:: HOW TO COMPLETE THIS TASK ::
In the entries below, every line with the string "None" is to be reported.

:: GIVEN DATA ::

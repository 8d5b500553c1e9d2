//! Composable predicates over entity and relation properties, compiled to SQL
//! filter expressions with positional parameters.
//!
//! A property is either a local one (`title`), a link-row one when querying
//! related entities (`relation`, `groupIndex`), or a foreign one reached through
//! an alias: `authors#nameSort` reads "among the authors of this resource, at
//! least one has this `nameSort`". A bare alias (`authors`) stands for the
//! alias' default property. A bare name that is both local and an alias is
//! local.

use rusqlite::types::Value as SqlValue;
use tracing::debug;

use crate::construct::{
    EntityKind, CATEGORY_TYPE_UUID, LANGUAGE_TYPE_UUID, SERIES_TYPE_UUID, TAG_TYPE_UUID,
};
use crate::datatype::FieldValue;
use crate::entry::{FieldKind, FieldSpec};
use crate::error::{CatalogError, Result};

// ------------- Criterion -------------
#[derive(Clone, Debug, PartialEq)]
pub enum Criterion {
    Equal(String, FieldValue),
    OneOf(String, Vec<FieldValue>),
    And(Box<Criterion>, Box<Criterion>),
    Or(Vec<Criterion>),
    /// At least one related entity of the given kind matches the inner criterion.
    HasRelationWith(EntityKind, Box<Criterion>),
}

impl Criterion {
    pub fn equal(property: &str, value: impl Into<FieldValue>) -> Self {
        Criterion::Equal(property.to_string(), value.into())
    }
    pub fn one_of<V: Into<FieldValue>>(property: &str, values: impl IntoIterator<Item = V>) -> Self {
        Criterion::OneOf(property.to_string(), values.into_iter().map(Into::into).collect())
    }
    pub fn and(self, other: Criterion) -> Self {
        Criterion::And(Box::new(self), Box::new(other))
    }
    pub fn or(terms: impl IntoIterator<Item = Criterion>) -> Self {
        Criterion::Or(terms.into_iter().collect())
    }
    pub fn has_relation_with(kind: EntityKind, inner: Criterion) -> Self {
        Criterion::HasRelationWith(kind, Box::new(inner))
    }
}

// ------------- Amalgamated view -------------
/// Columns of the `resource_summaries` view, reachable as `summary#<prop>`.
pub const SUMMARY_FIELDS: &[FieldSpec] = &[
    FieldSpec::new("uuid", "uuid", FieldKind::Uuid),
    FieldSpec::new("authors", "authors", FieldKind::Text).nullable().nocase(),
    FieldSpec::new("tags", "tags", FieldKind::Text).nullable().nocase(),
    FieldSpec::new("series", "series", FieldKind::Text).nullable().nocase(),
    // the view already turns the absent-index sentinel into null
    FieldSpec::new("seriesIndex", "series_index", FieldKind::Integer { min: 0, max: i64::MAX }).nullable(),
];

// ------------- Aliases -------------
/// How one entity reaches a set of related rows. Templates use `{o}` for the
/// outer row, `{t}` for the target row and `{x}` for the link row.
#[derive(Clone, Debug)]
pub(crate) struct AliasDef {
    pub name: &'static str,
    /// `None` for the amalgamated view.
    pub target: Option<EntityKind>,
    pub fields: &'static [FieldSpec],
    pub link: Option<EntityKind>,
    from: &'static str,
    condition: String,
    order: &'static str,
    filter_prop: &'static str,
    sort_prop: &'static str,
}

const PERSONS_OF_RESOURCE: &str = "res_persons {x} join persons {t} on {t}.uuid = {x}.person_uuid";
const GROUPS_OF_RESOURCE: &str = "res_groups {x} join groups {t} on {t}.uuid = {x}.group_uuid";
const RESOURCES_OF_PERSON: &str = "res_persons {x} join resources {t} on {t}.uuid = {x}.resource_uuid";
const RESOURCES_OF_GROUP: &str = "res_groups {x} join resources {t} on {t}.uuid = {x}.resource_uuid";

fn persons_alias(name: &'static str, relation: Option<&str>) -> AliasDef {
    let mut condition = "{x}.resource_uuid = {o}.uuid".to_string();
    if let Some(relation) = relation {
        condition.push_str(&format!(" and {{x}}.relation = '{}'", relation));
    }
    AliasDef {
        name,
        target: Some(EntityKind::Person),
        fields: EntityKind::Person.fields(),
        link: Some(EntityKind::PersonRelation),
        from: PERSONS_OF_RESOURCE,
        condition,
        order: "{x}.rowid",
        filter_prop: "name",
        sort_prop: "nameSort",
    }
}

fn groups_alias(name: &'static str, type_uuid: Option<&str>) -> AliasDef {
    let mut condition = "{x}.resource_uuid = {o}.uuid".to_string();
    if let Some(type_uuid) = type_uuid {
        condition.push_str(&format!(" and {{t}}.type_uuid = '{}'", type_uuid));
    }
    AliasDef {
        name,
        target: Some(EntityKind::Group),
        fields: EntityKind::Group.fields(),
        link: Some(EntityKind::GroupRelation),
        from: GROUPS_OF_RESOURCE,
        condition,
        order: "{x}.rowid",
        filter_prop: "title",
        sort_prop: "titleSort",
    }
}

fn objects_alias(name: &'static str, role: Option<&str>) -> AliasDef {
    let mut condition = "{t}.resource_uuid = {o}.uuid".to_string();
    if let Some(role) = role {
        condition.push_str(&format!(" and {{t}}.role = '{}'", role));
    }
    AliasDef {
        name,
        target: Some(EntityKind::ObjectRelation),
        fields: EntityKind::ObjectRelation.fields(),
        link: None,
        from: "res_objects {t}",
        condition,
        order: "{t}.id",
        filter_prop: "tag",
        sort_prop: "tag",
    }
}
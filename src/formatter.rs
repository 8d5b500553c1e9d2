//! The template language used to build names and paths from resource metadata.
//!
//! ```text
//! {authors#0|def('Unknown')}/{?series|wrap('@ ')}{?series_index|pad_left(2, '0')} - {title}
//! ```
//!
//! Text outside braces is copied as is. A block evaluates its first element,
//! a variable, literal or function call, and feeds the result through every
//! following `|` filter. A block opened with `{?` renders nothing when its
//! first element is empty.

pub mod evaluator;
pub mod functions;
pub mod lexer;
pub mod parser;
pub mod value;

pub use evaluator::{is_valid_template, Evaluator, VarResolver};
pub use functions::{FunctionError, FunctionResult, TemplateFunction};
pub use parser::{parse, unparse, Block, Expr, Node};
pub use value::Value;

:: RESPONSE TO THIS EXERCISE ::
    /// `None` for the amalgamated view.
        link: None,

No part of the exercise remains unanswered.